[Collected data entries]
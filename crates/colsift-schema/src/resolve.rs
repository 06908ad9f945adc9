//! Type canonicalization.
//!
//! Sources spell the same physical type in many ways: `int4` and `INTEGER`,
//! `varchar(255)` and `character varying(255)`, `timestamp` and
//! `timestamp(6) without time zone`. Resolving a [`DataType`] against a
//! [`Dialect`] yields a [`TypeDescriptor`] whose equality is "the database
//! would store these the same way".

use crate::{DataType, Dialect};
use std::fmt;

/// Physical storage types after canonicalization.
#[derive(Debug, Clone, Copy, PartialEq, Eq, Hash)]
pub enum PhysicalType {
    TinyInt,
    SmallInt,
    MediumInt,
    Integer,
    BigInt,
    Real,
    Double,
    Numeric,
    Boolean,
    Bit,
    Char,
    Varchar,
    Text,
    Binary,
    Date,
    Time,
    Timestamp,
    TimestampTz,
    Year,
    Enum,
    Set,
    Uuid,
    Json,
    Jsonb,
}

impl PhysicalType {
    /// Whether the type takes MySQL's `UNSIGNED` modifier.
    pub fn is_numeric(self) -> bool {
        matches!(
            self,
            PhysicalType::TinyInt
                | PhysicalType::SmallInt
                | PhysicalType::MediumInt
                | PhysicalType::Integer
                | PhysicalType::BigInt
                | PhysicalType::Real
                | PhysicalType::Double
                | PhysicalType::Numeric
        )
    }
}

impl fmt::Display for PhysicalType {
    fn fmt(&self, f: &mut fmt::Formatter<'_>) -> fmt::Result {
        let name = match self {
            PhysicalType::TinyInt => "TINYINT",
            PhysicalType::SmallInt => "SMALLINT",
            PhysicalType::MediumInt => "MEDIUMINT",
            PhysicalType::Integer => "INTEGER",
            PhysicalType::BigInt => "BIGINT",
            PhysicalType::Real => "REAL",
            PhysicalType::Double => "DOUBLE PRECISION",
            PhysicalType::Numeric => "NUMERIC",
            PhysicalType::Boolean => "BOOLEAN",
            PhysicalType::Bit => "BIT",
            PhysicalType::Char => "CHAR",
            PhysicalType::Varchar => "VARCHAR",
            PhysicalType::Text => "TEXT",
            PhysicalType::Binary => "BINARY",
            PhysicalType::Date => "DATE",
            PhysicalType::Time => "TIME",
            PhysicalType::Timestamp => "TIMESTAMP",
            PhysicalType::TimestampTz => "TIMESTAMPTZ",
            PhysicalType::Year => "YEAR",
            PhysicalType::Enum => "ENUM",
            PhysicalType::Set => "SET",
            PhysicalType::Uuid => "UUID",
            PhysicalType::Json => "JSON",
            PhysicalType::Jsonb => "JSONB",
        };
        f.write_str(name)
    }
}

/// A canonical column type, resolved against one dialect.
///
/// Equality is only meaningful between descriptors resolved against the
/// same dialect.
#[derive(Debug, Clone, PartialEq, Eq, Hash)]
pub struct TypeDescriptor {
    pub physical: PhysicalType,
    /// Length or precision, after dialect defaults have been applied
    pub length: Option<u32>,
    pub scale: Option<u32>,
    pub unsigned: bool,
    /// Permitted values of an enum or set, in declaration order
    pub values: Vec<String>,
}

impl TypeDescriptor {
    pub fn of(physical: PhysicalType) -> Self {
        Self::sized(physical, None)
    }

    pub fn sized(physical: PhysicalType, length: Option<u32>) -> Self {
        Self {
            physical,
            length,
            scale: None,
            unsigned: false,
            values: Vec::new(),
        }
    }

    pub fn decimal(precision: Option<u32>, scale: Option<u32>) -> Self {
        Self {
            scale,
            ..Self::sized(PhysicalType::Numeric, precision)
        }
    }

    pub fn listing(physical: PhysicalType, values: &[String]) -> Self {
        Self {
            values: values.to_vec(),
            ..Self::of(physical)
        }
    }
}

impl fmt::Display for TypeDescriptor {
    fn fmt(&self, f: &mut fmt::Formatter<'_>) -> fmt::Result {
        write!(f, "{}", self.physical)?;
        if !self.values.is_empty() {
            let values: Vec<String> = self.values.iter().map(|v| format!("'{}'", v)).collect();
            write!(f, "({})", values.join(","))?;
        }
        match (self.length, self.scale) {
            (Some(l), Some(s)) => write!(f, "({}, {})", l, s)?,
            (Some(l), None) => write!(f, "({})", l)?,
            _ => {}
        }
        if self.unsigned {
            f.write_str(" UNSIGNED")?;
        }
        Ok(())
    }
}

/// Failure to canonicalize a type token.
#[derive(Debug, Clone, PartialEq, Eq, thiserror::Error)]
pub enum ResolveError {
    #[error("unknown type `{token}` for {dialect}")]
    UnknownType { token: String, dialect: Dialect },
}

/// Resolves raw type tokens into canonical descriptors.
pub trait TypeResolver: Send + Sync {
    fn resolve(&self, raw: &DataType, dialect: Dialect) -> Result<TypeDescriptor, ResolveError>;
}

/// Built-in alias tables for every [`Dialect`].
#[derive(Debug, Clone, Copy, Default)]
pub struct DialectTypeResolver;

impl TypeResolver for DialectTypeResolver {
    fn resolve(&self, raw: &DataType, dialect: Dialect) -> Result<TypeDescriptor, ResolveError> {
        match dialect {
            Dialect::Postgres => resolve_postgres(raw),
            Dialect::MySql => resolve_mysql(raw),
            Dialect::Sqlite => Ok(resolve_sqlite(raw)),
        }
    }
}

fn unknown(raw: &DataType, dialect: Dialect) -> ResolveError {
    ResolveError::UnknownType {
        token: raw.to_string(),
        dialect,
    }
}

fn resolve_postgres(raw: &DataType) -> Result<TypeDescriptor, ResolveError> {
    use PhysicalType::*;

    if raw.unsigned || raw.zerofill || !raw.values.is_empty() {
        return Err(unknown(raw, Dialect::Postgres));
    }

    let name = raw.name.to_ascii_lowercase();
    let first = raw.params.first().copied();

    let descriptor = match name.as_str() {
        "smallint" | "int2" | "smallserial" | "serial2" => TypeDescriptor::of(SmallInt),
        "integer" | "int" | "int4" | "serial" | "serial4" => TypeDescriptor::of(Integer),
        "bigint" | "int8" | "bigserial" | "serial8" => TypeDescriptor::of(BigInt),
        "real" | "float4" => TypeDescriptor::of(Real),
        "double precision" | "float8" => TypeDescriptor::of(Double),
        // float(p) picks its storage by precision
        "float" => match first {
            Some(p) if p <= 24 => TypeDescriptor::of(Real),
            _ => TypeDescriptor::of(Double),
        },
        "numeric" | "decimal" => match raw.params.as_slice() {
            [] => TypeDescriptor::decimal(None, None),
            [p] => TypeDescriptor::decimal(Some(*p), Some(0)),
            [p, s, ..] => TypeDescriptor::decimal(Some(*p), Some(*s)),
        },
        "boolean" | "bool" => TypeDescriptor::of(Boolean),
        "character varying" | "varchar" => TypeDescriptor::sized(Varchar, first),
        "character" | "char" | "bpchar" => TypeDescriptor::sized(Char, Some(first.unwrap_or(1))),
        "text" | "clob" => TypeDescriptor::of(Text),
        "bytea" | "blob" => TypeDescriptor::of(Binary),
        "date" => TypeDescriptor::of(Date),
        "time" | "time without time zone" => TypeDescriptor::sized(Time, Some(first.unwrap_or(6))),
        "timestamp" | "timestamp without time zone" => {
            TypeDescriptor::sized(Timestamp, Some(first.unwrap_or(6)))
        }
        "timestamptz" | "timestamp with time zone" => {
            TypeDescriptor::sized(TimestampTz, Some(first.unwrap_or(6)))
        }
        "uuid" => TypeDescriptor::of(Uuid),
        "json" => TypeDescriptor::of(Json),
        "jsonb" => TypeDescriptor::of(Jsonb),
        _ => return Err(unknown(raw, Dialect::Postgres)),
    };

    Ok(descriptor)
}

fn resolve_mysql(raw: &DataType) -> Result<TypeDescriptor, ResolveError> {
    use PhysicalType::*;

    let name = raw.name.to_ascii_lowercase();
    let first = raw.params.first().copied();
    // ZEROFILL implies UNSIGNED
    let unsigned = raw.unsigned || raw.zerofill;

    // Integer display widths (`int(11)`) don't change storage and are ignored.
    let mut descriptor = match name.as_str() {
        "tinyint" if first == Some(1) && !unsigned => TypeDescriptor::of(Boolean),
        "bool" | "boolean" => TypeDescriptor::of(Boolean),
        "bit" => match first.unwrap_or(1) {
            1 => TypeDescriptor::of(Boolean),
            n => TypeDescriptor::sized(Bit, Some(n)),
        },
        "tinyint" => TypeDescriptor::of(TinyInt),
        "smallint" => TypeDescriptor::of(SmallInt),
        "mediumint" => TypeDescriptor::of(MediumInt),
        "int" | "integer" => TypeDescriptor::of(Integer),
        "bigint" => TypeDescriptor::of(BigInt),
        // BIGINT UNSIGNED NOT NULL AUTO_INCREMENT UNIQUE
        "serial" => TypeDescriptor {
            unsigned: true,
            ..TypeDescriptor::of(BigInt)
        },
        "float" => match first {
            Some(p) if p > 24 => TypeDescriptor::of(Double),
            _ => TypeDescriptor::of(Real),
        },
        "float4" => TypeDescriptor::of(Real),
        // REAL is DOUBLE unless REAL_AS_FLOAT is set
        "double" | "double precision" | "real" | "float8" => TypeDescriptor::of(Double),
        "decimal" | "numeric" | "dec" | "fixed" => match raw.params.as_slice() {
            [] => TypeDescriptor::decimal(Some(10), Some(0)),
            [p] => TypeDescriptor::decimal(Some(*p), Some(0)),
            [p, s, ..] => TypeDescriptor::decimal(Some(*p), Some(*s)),
        },
        "varchar" | "character varying" => TypeDescriptor::sized(Varchar, first),
        "char" | "character" => TypeDescriptor::sized(Char, Some(first.unwrap_or(1))),
        "uuid" => TypeDescriptor::sized(Char, Some(36)),
        // text and blob families differ only by maximum length
        "tinytext" => TypeDescriptor::sized(Text, Some(255)),
        "text" => TypeDescriptor::sized(Text, Some(65_535)),
        "mediumtext" => TypeDescriptor::sized(Text, Some(16_777_215)),
        "longtext" | "clob" => TypeDescriptor::sized(Text, Some(u32::MAX)),
        "tinyblob" => TypeDescriptor::sized(Binary, Some(255)),
        "blob" => TypeDescriptor::sized(Binary, Some(65_535)),
        "mediumblob" => TypeDescriptor::sized(Binary, Some(16_777_215)),
        "longblob" => TypeDescriptor::sized(Binary, Some(u32::MAX)),
        "binary" | "varbinary" => TypeDescriptor::sized(Binary, first),
        "date" => TypeDescriptor::of(Date),
        "time" => TypeDescriptor::sized(Time, Some(first.unwrap_or(0))),
        "datetime" => TypeDescriptor::sized(Timestamp, Some(first.unwrap_or(0))),
        // TIMESTAMP is stored as UTC and converted on read
        "timestamp" => TypeDescriptor::sized(TimestampTz, Some(first.unwrap_or(0))),
        // YEAR(4) is the only width still accepted
        "year" => TypeDescriptor::of(Year),
        "enum" if !raw.values.is_empty() => TypeDescriptor::listing(Enum, &raw.values),
        "set" if !raw.values.is_empty() => TypeDescriptor::listing(Set, &raw.values),
        "json" => TypeDescriptor::of(Json),
        _ => return Err(unknown(raw, Dialect::MySql)),
    };

    if unsigned {
        if !descriptor.physical.is_numeric() {
            return Err(unknown(raw, Dialect::MySql));
        }
        descriptor.unsigned = true;
    }

    Ok(descriptor)
}

/// SQLite has no real column types, only storage-class affinity, determined
/// by substring rules applied in a fixed order. Every token has an affinity.
fn resolve_sqlite(raw: &DataType) -> TypeDescriptor {
    let name = raw.name.to_ascii_uppercase();

    let physical = if name.contains("INT") {
        PhysicalType::Integer
    } else if name.contains("CHAR") || name.contains("CLOB") || name.contains("TEXT") {
        PhysicalType::Text
    } else if name.contains("BLOB") {
        PhysicalType::Binary
    } else if name.contains("REAL") || name.contains("FLOA") || name.contains("DOUB") {
        PhysicalType::Real
    } else {
        PhysicalType::Numeric
    };

    TypeDescriptor::of(physical)
}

» TASK STATEMENT
If a line of the data holds the string "varying", list it.

» RESPONSE TO THE TASK
//! `varchar(255)` and `character varying(255)`, `timestamp` and
        "character varying" | "varchar" => TypeDescriptor::sized(Varchar, first),
        "varchar" | "character varying" => TypeDescriptor::sized(Varchar, first),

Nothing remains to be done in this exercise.